Et, alors que le dessein des compagnies pétrolières suscite l’inquiétude, un autre projet retient également l’attention : un programme scientifique de forage sans précédent, actuellement à l’étude dans le golfe du Lion. Coordonné par une paléoclimatologue de l’université de Bretagne-Occidentale (Brest). le projet Gold envisage un forage de plus de 11 km sous la surface de la mer, au sud de la zone prospectée par Melrose et Noble Energy. Son but est d’effectuer le premier forage profond dans le golfe du Lion, au large de Toulon, afin « de retracer l’histoire de la Méditerranée depuis 30 millions d’années, souligne Marina Rabineau, chercheuse au CNRS et coordinatrice française du projet. « Et, comme c’est vierge, cela pose la question du potentiel en hydrocarbures pour les compagnies pétrolières, reconnaît-elle, d’autant que le sel est une très bonne couverture imperméable, une condition favorable au stockage de gaz ou de pétrole. » poursuit la chercheuse dans une dépêche AFP le 4 mai dernier.
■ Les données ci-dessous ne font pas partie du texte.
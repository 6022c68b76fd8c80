//! Metrics instrumentation for gatehouse.
//!
//! Counters are recorded through the `metrics` facade; the embedding
//! server decides which exporter (if any) is installed.

use metrics::counter;

// ============================================================================
// Metric Names
// ============================================================================

/// Requests accepted by a method.
pub const AUTH_ACCEPT_TOTAL: &str = "gatehouse_auth_accept_total";
/// Requests rejected by a method (credentials present but invalid, or backend failure).
pub const AUTH_REJECT_TOTAL: &str = "gatehouse_auth_reject_total";
/// Requests every enabled method declined.
pub const AUTH_UNAUTHENTICATED_TOTAL: &str = "gatehouse_auth_unauthenticated_total";

// ============================================================================
// Metric Recording Functions
// ============================================================================

/// Record a request accepted by `method`.
#[inline]
pub fn record_auth_accept(method: &'static str) {
    counter!(AUTH_ACCEPT_TOTAL, "method" => method).increment(1);
}

/// Record a request rejected by `method`, classified by error kind.
#[inline]
pub fn record_auth_reject(method: &'static str, kind: &'static str) {
    counter!(AUTH_REJECT_TOTAL, "method" => method, "kind" => kind).increment(1);
}

/// Record a request that no method claimed.
#[inline]
pub fn record_auth_unauthenticated(listener: &str) {
    counter!(AUTH_UNAUTHENTICATED_TOTAL, "listener" => listener.to_owned()).increment(1);
}
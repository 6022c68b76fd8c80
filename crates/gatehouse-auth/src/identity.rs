//! The authenticated principal.

use std::collections::{BTreeMap, BTreeSet};

use serde::Serialize;

/// Principal produced when a method accepts a request.
///
/// Immutable once built; `method` is always the accepting method's
/// registration name.
#[derive(Debug, Clone, PartialEq, Eq, Serialize)]
pub struct Identity {
    method: String,
    user: String,
    groups: BTreeSet<String>,
    extra: BTreeMap<String, String>,
}

impl Identity {
    /// Build an identity for the method registered as `method`.
    pub fn new(
        method: &'static str,
        user: impl Into<String>,
        groups: BTreeSet<String>,
        extra: BTreeMap<String, String>,
    ) -> Self {
        Self {
            method: method.to_owned(),
            user: user.into(),
            groups,
            extra,
        }
    }

    /// Name of the method that authenticated the request.
    #[inline]
    pub fn method(&self) -> &str {
        &self.method
    }

    #[inline]
    pub fn user(&self) -> &str {
        &self.user
    }

    #[inline]
    pub fn groups(&self) -> &BTreeSet<String> {
        &self.groups
    }

    /// Method-specific claims.
    #[inline]
    pub fn extra(&self) -> &BTreeMap<String, String> {
        &self.extra
    }

    #[inline]
    pub fn in_group(&self, group: &str) -> bool {
        self.groups.contains(group)
    }
}
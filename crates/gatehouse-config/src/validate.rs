//! Configuration validation logic.

use std::collections::{HashMap, HashSet};

use gatehouse_core::defaults::{LOG_FORMATS, LOG_OUTPUTS};

use crate::defaults::password_hash_hex_len;
use crate::loader::ConfigError;
use crate::{Config, UserDef};

pub fn validate_config(config: &Config) -> Result<(), ConfigError> {
    if config.listeners.is_empty() {
        return Err(ConfigError::Validation("listeners is empty".into()));
    }
    let mut names = HashSet::new();
    for listener in &config.listeners {
        if listener.name.trim().is_empty() {
            return Err(ConfigError::Validation("listener name is empty".into()));
        }
        if !names.insert(listener.name.as_str()) {
            return Err(ConfigError::Validation(format!(
                "duplicate listener name '{}'",
                listener.name
            )));
        }
        if listener.realm.is_empty() {
            return Err(ConfigError::Validation(format!(
                "listeners.{}.realm is empty",
                listener.name
            )));
        }
        if listener.realm.chars().any(char::is_control) {
            return Err(ConfigError::Validation(format!(
                "listeners.{}.realm contains control characters",
                listener.name
            )));
        }
        for method in listener.auth.methods.keys() {
            if method.trim().is_empty() {
                return Err(ConfigError::Validation(format!(
                    "listeners.{}.auth.methods has an empty method name",
                    listener.name
                )));
            }
        }
        validate_users(
            &format!("listeners.{}.auth.users", listener.name),
            &listener.auth.users,
        )?;
    }

    validate_users("store.users", &config.store.users)?;
    if let Some(url) = &config.store.http_url
        && !(url.starts_with("http://") || url.starts_with("https://"))
    {
        return Err(ConfigError::Validation(
            "store.http_url must start with http:// or https://".into(),
        ));
    }
    if config.store.timeout_secs == 0 {
        return Err(ConfigError::Validation(
            "store.timeout_secs must be > 0".into(),
        ));
    }

    if let Some(format) = config.logging.format.as_deref()
        && !LOG_FORMATS.contains(&format)
    {
        return Err(ConfigError::Validation(format!(
            "logging.format must be one of: {:?}",
            LOG_FORMATS
        )));
    }
    if let Some(output) = config.logging.output.as_deref()
        && !LOG_OUTPUTS.contains(&output)
    {
        return Err(ConfigError::Validation(format!(
            "logging.output must be one of: {:?}",
            LOG_OUTPUTS
        )));
    }
    Ok(())
}

fn validate_users(section: &str, users: &HashMap<String, UserDef>) -> Result<(), ConfigError> {
    for (name, user) in users {
        if name.is_empty() {
            return Err(ConfigError::Validation(format!(
                "{section} has an empty username"
            )));
        }
        // RFC 7617: the user-id cannot contain a colon
        if name.contains(':') {
            return Err(ConfigError::Validation(format!(
                "{section}.{name}: username must not contain ':'"
            )));
        }
        let hash = &user.password;
        if hash.len() != password_hash_hex_len()
            || !hash.bytes().all(|b| matches!(b, b'0'..=b'9' | b'a'..=b'f'))
        {
            return Err(ConfigError::Validation(format!(
                "{section}.{name}.password must be a {}-char lowercase hex hash",
                password_hash_hex_len()
            )));
        }
    }
    Ok(())
}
La possibilité de trouver des hydrocarbures sous la couche de sel suscite l’intérêt des compagnies pétrolières qui sont prêtes à y injecter des fonds pour son financement. Plusieurs d’entre elles dont Total (France), Pétrobas (Brésil), Statoil (Norvège) et la Sonatrach (Algérie) ont participé, en octobre 2010, à un colloque à Banyuls-sur-mer (Pyrénées Atlantique) consacré au projet Gold. Comme le reconnaît François Roure, expert à l’Institut Français du Pétrole : « il y a un intérêt croisé. Ce type de forage qui a besoin de financement industriel, peut apporter des informations aux compagnies »(1).
Le projet sera présenté en avril à l’Integrated Ocean Drilling Program (IODP), un programme international de recherche sur l’histoire de la Terre à partir des études sur les fonds marins. Si le projet est accepté et son budget bouclé, le forage pourrait intervenir dans les deux ou trois prochaines années.
Rapport du Conseil scientifique du Parc National de Port Cros
Un rapport, rendu le 3 décembre 2010, pour le Conseil scientifique du Parc national de Port Cros, détaille les risques potentiels de pollution par hydrocarbures liés à une exploitation dans la zone couverte par la demande de permis de prospection Rhône maritime. Les conclusions sont sans appel : « Les risques d’une pollution par une nappe hydrocarbures provenant d’une exploitation dans la zone de prospection “Rhône maritime” sont réels. Ce risque existe à toutes les profondeurs. Il est néanmoins maximum pour la zone du sanctuaire marin Pélagos. En effet, celui-ci est situé à une quarantaine de kilomètre sous le vent dominant dont l’intensité et la fréquence sont plus intenses. Le parc national de Port-Cros est soumis à un risque du fait de sa faible distance (50 kilomètres). La Corse et la Sardaigne sont sous le coup d’une exposition très importante. À 160 kilomètres, ces deux îles sont situées sous le vent dominant (plus fréquent et plus intense). La zone de prospection est une zone où la météorologie et les états de la mer présentent des risques élevés pour des installations de forages profonds et d’exploitation pétrolière, notamment liés à l’incertitude en termes de sismicité ».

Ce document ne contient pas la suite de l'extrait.